Collected data entries:
*** Begin section ***

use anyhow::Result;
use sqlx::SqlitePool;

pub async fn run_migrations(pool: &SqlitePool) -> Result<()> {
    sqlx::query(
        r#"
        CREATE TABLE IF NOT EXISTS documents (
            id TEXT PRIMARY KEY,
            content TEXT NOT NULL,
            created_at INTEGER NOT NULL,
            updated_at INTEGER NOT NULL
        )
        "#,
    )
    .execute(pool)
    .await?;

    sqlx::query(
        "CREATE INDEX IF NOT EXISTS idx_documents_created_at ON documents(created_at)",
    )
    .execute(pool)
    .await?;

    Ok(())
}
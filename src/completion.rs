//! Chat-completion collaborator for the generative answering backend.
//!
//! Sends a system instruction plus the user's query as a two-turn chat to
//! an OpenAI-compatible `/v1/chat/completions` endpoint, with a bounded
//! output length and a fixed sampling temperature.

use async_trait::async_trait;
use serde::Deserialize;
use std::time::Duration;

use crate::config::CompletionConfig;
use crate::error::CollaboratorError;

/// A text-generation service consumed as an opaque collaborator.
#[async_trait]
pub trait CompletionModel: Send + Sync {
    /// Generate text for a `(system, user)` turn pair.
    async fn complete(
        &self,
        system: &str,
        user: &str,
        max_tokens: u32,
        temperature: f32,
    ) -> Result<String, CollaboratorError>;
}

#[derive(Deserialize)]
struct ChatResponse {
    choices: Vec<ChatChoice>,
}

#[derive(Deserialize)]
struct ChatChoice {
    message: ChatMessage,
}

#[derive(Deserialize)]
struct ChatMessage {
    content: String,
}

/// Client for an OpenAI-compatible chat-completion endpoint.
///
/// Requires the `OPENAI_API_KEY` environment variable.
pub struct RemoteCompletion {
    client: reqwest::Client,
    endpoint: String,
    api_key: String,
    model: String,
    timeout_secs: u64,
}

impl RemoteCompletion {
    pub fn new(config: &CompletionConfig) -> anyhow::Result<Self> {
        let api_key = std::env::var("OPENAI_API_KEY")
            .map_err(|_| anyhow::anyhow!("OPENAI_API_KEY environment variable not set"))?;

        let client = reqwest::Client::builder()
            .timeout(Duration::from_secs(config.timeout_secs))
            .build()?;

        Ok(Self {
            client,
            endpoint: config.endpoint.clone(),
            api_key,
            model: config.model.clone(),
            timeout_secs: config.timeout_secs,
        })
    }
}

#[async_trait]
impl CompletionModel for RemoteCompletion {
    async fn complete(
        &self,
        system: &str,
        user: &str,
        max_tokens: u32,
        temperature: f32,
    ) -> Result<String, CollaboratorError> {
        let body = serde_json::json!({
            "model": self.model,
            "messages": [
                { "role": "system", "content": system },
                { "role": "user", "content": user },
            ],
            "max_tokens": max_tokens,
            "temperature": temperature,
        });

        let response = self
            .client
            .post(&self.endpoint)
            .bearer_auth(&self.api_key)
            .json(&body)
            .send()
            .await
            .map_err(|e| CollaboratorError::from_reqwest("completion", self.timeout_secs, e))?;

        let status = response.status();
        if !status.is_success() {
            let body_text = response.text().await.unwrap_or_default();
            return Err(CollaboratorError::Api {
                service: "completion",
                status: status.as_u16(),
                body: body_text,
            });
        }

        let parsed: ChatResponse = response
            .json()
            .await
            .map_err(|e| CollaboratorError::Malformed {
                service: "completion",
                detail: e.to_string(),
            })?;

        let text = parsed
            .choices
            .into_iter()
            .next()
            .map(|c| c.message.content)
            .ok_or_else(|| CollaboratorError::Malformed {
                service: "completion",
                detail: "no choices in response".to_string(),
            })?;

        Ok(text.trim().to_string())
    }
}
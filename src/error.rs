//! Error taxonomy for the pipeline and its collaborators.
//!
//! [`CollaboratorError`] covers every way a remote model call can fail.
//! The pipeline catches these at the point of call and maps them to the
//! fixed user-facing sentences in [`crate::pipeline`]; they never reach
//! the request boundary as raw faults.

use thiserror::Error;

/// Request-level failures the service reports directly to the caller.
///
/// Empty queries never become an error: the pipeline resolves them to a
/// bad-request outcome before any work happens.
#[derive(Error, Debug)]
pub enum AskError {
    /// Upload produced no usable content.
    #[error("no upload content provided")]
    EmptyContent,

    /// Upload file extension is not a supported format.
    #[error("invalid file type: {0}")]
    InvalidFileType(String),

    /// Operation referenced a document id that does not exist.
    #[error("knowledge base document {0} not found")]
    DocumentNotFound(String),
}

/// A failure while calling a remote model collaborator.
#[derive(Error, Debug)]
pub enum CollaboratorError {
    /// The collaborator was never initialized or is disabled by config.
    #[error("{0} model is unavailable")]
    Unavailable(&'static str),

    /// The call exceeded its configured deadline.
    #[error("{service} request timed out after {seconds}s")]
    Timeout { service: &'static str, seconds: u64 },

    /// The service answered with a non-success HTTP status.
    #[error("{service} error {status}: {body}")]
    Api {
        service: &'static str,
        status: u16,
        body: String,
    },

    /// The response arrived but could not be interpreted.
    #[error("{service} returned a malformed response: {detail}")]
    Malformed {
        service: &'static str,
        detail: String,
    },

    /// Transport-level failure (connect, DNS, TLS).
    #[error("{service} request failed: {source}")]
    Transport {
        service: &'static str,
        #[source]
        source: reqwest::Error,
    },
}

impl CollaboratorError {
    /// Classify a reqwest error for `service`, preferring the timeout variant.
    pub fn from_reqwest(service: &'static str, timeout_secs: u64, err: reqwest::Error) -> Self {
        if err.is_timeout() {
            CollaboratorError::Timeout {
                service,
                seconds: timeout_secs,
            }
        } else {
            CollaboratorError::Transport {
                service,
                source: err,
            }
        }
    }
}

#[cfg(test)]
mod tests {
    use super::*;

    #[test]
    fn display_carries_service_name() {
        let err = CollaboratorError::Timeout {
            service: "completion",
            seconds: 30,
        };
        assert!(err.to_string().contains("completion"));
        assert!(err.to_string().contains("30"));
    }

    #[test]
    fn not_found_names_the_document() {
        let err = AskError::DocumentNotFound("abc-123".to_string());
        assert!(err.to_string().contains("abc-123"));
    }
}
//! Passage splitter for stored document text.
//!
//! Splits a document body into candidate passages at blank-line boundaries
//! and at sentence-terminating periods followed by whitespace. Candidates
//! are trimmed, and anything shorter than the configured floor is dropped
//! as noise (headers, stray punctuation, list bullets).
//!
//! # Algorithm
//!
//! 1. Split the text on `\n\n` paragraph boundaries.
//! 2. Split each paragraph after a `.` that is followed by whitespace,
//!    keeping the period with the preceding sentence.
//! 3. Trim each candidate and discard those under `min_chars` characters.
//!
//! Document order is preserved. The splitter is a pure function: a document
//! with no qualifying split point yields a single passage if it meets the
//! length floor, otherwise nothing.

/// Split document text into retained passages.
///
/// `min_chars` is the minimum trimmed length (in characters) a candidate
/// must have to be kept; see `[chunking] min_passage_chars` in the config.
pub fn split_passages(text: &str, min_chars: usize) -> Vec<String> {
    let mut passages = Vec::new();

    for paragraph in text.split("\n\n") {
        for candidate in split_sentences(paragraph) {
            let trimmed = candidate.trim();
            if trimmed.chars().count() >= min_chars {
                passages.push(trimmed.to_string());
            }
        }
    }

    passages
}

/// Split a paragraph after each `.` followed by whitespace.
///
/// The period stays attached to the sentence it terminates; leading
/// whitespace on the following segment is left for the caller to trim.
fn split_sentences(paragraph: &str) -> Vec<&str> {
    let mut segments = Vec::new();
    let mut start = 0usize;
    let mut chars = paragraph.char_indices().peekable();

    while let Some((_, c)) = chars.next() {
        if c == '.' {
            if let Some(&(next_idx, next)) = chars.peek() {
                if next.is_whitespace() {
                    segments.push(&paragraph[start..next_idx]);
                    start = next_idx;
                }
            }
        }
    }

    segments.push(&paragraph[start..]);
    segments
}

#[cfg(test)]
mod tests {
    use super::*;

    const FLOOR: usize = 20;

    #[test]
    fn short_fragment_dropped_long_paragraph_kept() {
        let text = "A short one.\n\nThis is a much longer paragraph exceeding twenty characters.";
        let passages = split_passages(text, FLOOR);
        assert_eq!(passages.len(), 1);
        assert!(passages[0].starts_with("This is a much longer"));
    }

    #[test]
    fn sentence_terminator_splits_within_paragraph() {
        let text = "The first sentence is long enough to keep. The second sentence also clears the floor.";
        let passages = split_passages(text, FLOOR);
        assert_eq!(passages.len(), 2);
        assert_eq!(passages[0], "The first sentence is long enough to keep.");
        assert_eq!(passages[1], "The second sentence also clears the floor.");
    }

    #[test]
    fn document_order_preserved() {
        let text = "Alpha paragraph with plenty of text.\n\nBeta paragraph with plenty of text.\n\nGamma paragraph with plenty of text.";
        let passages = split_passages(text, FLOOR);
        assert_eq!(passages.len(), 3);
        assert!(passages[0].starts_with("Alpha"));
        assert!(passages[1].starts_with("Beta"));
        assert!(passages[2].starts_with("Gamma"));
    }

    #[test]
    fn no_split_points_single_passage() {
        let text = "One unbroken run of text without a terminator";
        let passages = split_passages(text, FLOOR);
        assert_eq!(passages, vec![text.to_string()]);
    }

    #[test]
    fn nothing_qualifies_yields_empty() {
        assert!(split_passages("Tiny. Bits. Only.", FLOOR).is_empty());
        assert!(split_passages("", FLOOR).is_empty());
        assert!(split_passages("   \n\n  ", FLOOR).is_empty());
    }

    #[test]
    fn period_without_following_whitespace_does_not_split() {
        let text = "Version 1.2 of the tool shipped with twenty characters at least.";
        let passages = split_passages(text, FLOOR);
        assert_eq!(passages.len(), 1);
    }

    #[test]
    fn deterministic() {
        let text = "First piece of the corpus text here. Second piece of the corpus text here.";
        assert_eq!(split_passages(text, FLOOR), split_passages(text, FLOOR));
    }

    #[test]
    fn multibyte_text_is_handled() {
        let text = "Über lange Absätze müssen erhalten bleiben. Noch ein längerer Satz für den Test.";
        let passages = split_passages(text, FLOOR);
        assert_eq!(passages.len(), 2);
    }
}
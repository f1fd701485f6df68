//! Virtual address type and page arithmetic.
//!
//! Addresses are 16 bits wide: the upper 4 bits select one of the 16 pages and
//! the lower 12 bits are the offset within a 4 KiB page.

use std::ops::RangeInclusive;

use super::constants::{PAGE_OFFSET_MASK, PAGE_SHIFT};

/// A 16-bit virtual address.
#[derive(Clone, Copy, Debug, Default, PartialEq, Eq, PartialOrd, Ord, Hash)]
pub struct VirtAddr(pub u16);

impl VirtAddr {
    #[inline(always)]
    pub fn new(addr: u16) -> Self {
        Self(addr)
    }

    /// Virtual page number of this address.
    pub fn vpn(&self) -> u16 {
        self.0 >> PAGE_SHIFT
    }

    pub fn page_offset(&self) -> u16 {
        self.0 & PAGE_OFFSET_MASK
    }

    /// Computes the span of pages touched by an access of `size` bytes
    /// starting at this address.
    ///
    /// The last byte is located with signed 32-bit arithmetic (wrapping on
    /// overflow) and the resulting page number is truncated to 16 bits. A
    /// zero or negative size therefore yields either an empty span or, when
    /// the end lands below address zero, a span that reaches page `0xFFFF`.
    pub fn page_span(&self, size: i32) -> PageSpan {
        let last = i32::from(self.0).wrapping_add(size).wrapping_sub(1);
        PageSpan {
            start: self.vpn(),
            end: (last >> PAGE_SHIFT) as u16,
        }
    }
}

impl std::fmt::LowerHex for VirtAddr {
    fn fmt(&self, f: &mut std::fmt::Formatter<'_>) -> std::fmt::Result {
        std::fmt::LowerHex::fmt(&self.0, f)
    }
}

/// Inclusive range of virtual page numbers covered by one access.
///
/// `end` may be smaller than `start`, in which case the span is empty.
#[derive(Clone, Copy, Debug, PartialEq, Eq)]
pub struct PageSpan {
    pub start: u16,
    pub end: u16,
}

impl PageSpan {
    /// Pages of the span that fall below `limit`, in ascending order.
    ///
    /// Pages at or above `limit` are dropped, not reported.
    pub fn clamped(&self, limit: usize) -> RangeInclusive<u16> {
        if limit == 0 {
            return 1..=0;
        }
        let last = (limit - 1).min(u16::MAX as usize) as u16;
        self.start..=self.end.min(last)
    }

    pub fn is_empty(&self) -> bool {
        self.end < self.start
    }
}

*** End section ***
*** Begin section ***

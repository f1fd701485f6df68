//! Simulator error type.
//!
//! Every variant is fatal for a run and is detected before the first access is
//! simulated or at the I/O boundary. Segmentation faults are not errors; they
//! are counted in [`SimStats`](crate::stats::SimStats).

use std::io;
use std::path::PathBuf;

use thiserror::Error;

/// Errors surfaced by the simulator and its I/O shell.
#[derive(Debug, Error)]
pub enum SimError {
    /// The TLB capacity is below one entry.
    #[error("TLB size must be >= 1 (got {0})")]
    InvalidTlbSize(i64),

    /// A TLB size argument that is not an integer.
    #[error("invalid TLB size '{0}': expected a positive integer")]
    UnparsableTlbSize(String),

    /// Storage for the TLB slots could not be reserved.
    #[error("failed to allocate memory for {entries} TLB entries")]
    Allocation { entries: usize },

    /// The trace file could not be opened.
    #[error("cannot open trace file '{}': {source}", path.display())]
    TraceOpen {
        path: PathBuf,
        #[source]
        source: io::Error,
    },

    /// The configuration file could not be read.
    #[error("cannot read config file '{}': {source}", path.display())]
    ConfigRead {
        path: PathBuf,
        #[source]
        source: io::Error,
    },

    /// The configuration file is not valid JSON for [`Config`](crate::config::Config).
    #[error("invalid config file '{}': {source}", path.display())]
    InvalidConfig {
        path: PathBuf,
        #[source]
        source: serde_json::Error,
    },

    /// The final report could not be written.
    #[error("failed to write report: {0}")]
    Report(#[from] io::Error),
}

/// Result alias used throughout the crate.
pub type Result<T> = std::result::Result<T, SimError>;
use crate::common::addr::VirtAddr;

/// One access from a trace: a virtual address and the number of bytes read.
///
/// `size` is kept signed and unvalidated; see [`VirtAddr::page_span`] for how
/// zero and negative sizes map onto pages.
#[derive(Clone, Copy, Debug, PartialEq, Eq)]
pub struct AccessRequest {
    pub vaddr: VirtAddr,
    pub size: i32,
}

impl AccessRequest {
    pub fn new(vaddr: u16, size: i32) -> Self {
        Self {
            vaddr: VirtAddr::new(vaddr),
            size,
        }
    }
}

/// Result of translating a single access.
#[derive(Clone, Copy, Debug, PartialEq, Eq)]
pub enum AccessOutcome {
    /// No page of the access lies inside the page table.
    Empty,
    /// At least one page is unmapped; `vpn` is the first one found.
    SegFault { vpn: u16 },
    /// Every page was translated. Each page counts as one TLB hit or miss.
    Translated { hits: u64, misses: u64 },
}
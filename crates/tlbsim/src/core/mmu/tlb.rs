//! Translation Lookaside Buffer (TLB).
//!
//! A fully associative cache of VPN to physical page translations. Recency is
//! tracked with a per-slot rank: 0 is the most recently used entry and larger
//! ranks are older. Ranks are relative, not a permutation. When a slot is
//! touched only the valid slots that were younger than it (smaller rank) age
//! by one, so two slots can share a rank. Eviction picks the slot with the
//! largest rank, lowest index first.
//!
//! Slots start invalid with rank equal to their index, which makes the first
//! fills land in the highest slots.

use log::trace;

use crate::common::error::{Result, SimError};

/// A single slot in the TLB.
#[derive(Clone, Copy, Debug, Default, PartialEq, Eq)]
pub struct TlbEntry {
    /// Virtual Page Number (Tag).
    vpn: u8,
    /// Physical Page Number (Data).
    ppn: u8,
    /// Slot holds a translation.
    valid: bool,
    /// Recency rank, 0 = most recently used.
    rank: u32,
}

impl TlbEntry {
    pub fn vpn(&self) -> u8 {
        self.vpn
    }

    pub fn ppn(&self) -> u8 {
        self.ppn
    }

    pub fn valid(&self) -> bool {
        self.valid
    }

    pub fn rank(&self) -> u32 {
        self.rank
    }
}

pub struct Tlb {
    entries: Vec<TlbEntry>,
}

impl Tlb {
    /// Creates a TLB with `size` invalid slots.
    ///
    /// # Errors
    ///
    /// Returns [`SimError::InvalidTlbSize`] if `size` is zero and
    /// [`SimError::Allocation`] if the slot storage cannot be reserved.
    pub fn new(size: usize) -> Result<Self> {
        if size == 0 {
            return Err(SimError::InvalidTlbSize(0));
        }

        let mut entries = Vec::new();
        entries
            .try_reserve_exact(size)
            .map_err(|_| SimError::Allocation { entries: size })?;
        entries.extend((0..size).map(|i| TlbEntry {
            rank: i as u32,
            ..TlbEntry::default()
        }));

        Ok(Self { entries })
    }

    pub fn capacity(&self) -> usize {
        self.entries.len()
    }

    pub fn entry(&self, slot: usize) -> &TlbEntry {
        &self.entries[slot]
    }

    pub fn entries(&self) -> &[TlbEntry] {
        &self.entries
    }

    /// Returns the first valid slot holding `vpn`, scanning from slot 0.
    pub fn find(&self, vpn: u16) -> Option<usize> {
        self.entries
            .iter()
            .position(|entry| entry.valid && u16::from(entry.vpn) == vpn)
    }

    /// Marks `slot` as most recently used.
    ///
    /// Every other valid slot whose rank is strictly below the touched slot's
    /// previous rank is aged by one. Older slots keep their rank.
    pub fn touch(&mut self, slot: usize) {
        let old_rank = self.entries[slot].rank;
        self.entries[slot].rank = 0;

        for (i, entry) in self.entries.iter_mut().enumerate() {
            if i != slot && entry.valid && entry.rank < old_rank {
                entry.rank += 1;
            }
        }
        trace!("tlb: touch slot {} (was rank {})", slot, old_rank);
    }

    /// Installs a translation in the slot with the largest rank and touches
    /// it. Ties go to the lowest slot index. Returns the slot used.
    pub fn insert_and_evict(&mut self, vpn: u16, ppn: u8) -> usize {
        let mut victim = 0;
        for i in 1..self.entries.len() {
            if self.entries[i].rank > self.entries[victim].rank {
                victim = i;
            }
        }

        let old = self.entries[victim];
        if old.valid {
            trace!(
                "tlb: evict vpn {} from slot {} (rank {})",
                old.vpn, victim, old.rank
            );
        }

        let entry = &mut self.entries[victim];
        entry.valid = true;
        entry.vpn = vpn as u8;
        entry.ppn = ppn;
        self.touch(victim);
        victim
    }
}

*** End section ***

Every line in the data above that contains the word "VirtAddr" counts; report how many there are and nothing more.

7